▶ **Work item**: Find each line below that includes "hours", then copy it.

▶ **The records**:
============

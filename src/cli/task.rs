//! rota task command implementation
//!
//! Listing and status changes on generated instances.

use chrono::{NaiveDate, Utc};
use uuid::Uuid;

use crate::cli::Context;
use crate::error::{Error, Result};
use crate::instance::{AuditEntry, InstanceStatus, TaskInstance};
use crate::lifecycle::{Completion, Lifecycle};
use crate::output::{emit_success, HumanOutput};
use crate::period::Period;
use crate::store::{FileStore, Store};

fn lifecycle(ctx: &Context) -> Lifecycle<'_, FileStore> {
    Lifecycle::new(&ctx.store, &ctx.directory, ctx.notifier.as_ref())
}

fn resolve(ctx: &Context, reference: &str) -> Result<Uuid> {
    ctx.store.read()?.resolve_instance(reference)
}

pub fn run_list(
    ctx: &Context,
    period: Option<String>,
    user: Option<String>,
    status: Option<String>,
) -> Result<()> {
    let period = period.as_deref().map(str::parse::<Period>).transpose()?;
    let status = status
        .as_deref()
        .map(str::parse::<InstanceStatus>)
        .transpose()?;

    let ledger = ctx.store.read()?;
    let mut instances: Vec<&TaskInstance> = ledger
        .instances
        .iter()
        .filter(|i| period.map_or(true, |p| i.period == p))
        .filter(|i| status.map_or(true, |s| i.status == s))
        .filter(|i| user.as_deref().map_or(true, |u| i.is_assignee(u)))
        .collect();
    instances.sort_by(|a, b| {
        a.window
            .start
            .cmp(&b.window.start)
            .then_with(|| a.template_name.cmp(&b.template_name))
    });

    let today = Utc::now().date_naive();
    let mut human = HumanOutput::new(format!("rota task list: {} instance(s)", instances.len()));
    for instance in &instances {
        let overdue = if instance.is_overdue(today) { " OVERDUE" } else { "" };
        human.push_detail(format!(
            "{} {} {} [{}{}] {}",
            short_id(instance.id),
            instance.period,
            instance.template_name,
            instance.status,
            overdue,
            instance.current_assignees.join(", ")
        ));
    }

    emit_success(ctx.output, "task list", &instances, Some(&human))
}

pub fn run_show(ctx: &Context, reference: &str) -> Result<()> {
    let ledger = ctx.store.read()?;
    let instance = ledger.instance(ledger.resolve_instance(reference)?)?;

    let mut human = HumanOutput::new(format!(
        "rota task show: {} ({})",
        instance.template_name, instance.period
    ));
    human.push_summary("id", instance.id.to_string());
    human.push_summary("status", instance.status.to_string());
    human.push_summary(
        "window",
        format!("{} to {}", instance.window.start, instance.window.end),
    );
    human.push_summary("assignees", instance.current_assignees.join(", "));
    if instance.original_assignees != instance.current_assignees {
        human.push_summary("originally", instance.original_assignees.join(", "));
    }
    if let Some(completion) = &instance.completion {
        human.push_summary(
            "completed",
            format!("by {} at {}", completion.completed_by, completion.completed_at),
        );
    }
    for entry in instance.audit.entries() {
        human.push_detail(describe_entry(entry));
    }

    emit_success(ctx.output, "task show", instance, Some(&human))
}

pub fn run_start(ctx: &Context, reference: &str) -> Result<()> {
    let id = resolve(ctx, reference)?;
    let instance = lifecycle(ctx).start(id, &ctx.actor)?;
    let human = HumanOutput::new(format!(
        "rota task start: {} ({}) in progress",
        instance.template_name, instance.period
    ));
    emit_success(ctx.output, "task start", &instance, Some(&human))
}

pub fn run_complete(
    ctx: &Context,
    reference: &str,
    notes: Option<String>,
    rating: Option<u8>,
    hours: Option<f64>,
) -> Result<()> {
    let id = resolve(ctx, reference)?;
    let instance = lifecycle(ctx).complete(
        id,
        &ctx.actor,
        Completion {
            notes,
            rating,
            duration_hours: hours,
        },
    )?;

    let mut human = HumanOutput::new(format!(
        "rota task complete: {} ({})",
        instance.template_name, instance.period
    ));
    if let Some(hours) = instance.completion.as_ref().and_then(|c| c.duration_hours) {
        human.push_summary("hours", format!("{hours:.1}"));
    }
    emit_success(ctx.output, "task complete", &instance, Some(&human))
}

pub fn run_cancel(ctx: &Context, reference: &str) -> Result<()> {
    let id = resolve(ctx, reference)?;
    let instance = lifecycle(ctx).cancel(id, &ctx.actor)?;
    let human = HumanOutput::new(format!(
        "rota task cancel: {} ({}) cancelled",
        instance.template_name, instance.period
    ));
    emit_success(ctx.output, "task cancel", &instance, Some(&human))
}

pub fn run_note(ctx: &Context, reference: &str, text: &str) -> Result<()> {
    let id = resolve(ctx, reference)?;
    let instance = lifecycle(ctx).annotate(id, &ctx.actor, text)?;
    let human = HumanOutput::new(format!("rota task note: added to {}", short_id(instance.id)));
    emit_success(ctx.output, "task note", &instance, Some(&human))
}

pub fn run_sweep(ctx: &Context, today: Option<String>) -> Result<()> {
    let today = match today.as_deref() {
        Some(raw) => NaiveDate::parse_from_str(raw.trim(), "%Y-%m-%d").map_err(|_| {
            Error::Validation(format!("Invalid date '{raw}'. Expected YYYY-MM-DD"))
        })?,
        None => Utc::now().date_naive(),
    };
    let warn_before = ctx.config.deadlines.warn_before()?;
    let report = lifecycle(ctx).sweep_deadlines(today, warn_before)?;

    let mut human = HumanOutput::new(format!("rota task sweep: {today}"));
    human.push_summary("approaching", report.approaching.len().to_string());
    human.push_summary("overdue", report.overdue.len().to_string());
    emit_success(ctx.output, "task sweep", &report, Some(&human))
}

pub fn run_archive(ctx: &Context, retain: usize) -> Result<()> {
    let archived = lifecycle(ctx).archive_audit(retain)?;
    let path = ctx.storage.audit_archive_file();
    for record in &archived {
        ctx.storage.append_jsonl(&path, record)?;
    }

    let moved: usize = archived.iter().map(|a| a.entries.len()).sum();
    let mut human = HumanOutput::new("rota task archive");
    human.push_summary("instances", archived.len().to_string());
    human.push_summary("entries moved", moved.to_string());
    human.push_summary("archive", path.display().to_string());
    emit_success(ctx.output, "task archive", &archived, Some(&human))
}

fn short_id(id: Uuid) -> String {
    id.to_string()[..8].to_string()
}

fn describe_entry(entry: &AuditEntry) -> String {
    let at = entry.at().format("%Y-%m-%d %H:%M").to_string();
    match entry {
        AuditEntry::Assignment {
            method, assignees, ..
        } => {
            let names: Vec<&str> = assignees.iter().map(|s| s.user_id.as_str()).collect();
            format!("{at} assigned ({method:?}): {}", names.join(", "))
        }
        AuditEntry::StatusChange {
            actor, from, to, ..
        } => format!("{at} {actor}: {from} -> {to}"),
        AuditEntry::Swap {
            actor,
            old_assignees,
            new_assignees,
            ..
        } => format!(
            "{at} {actor}: [{}] -> [{}]",
            old_assignees.join(", "),
            new_assignees.join(", ")
        ),
        AuditEntry::Completion { by, rating, .. } => match rating {
            Some(rating) => format!("{at} completed by {by} (rating {rating})"),
            None => format!("{at} completed by {by}"),
        },
        AuditEntry::Note { actor, text, .. } => format!("{at} {actor}: {text}"),
    }
}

============

▶ **Written solution**:
    hours: Option<f64>,
            duration_hours: hours,
    if let Some(hours) = instance.completion.as_ref().and_then(|c| c.duration_hours) {
        human.push_summary("hours", format!("{hours:.1}"));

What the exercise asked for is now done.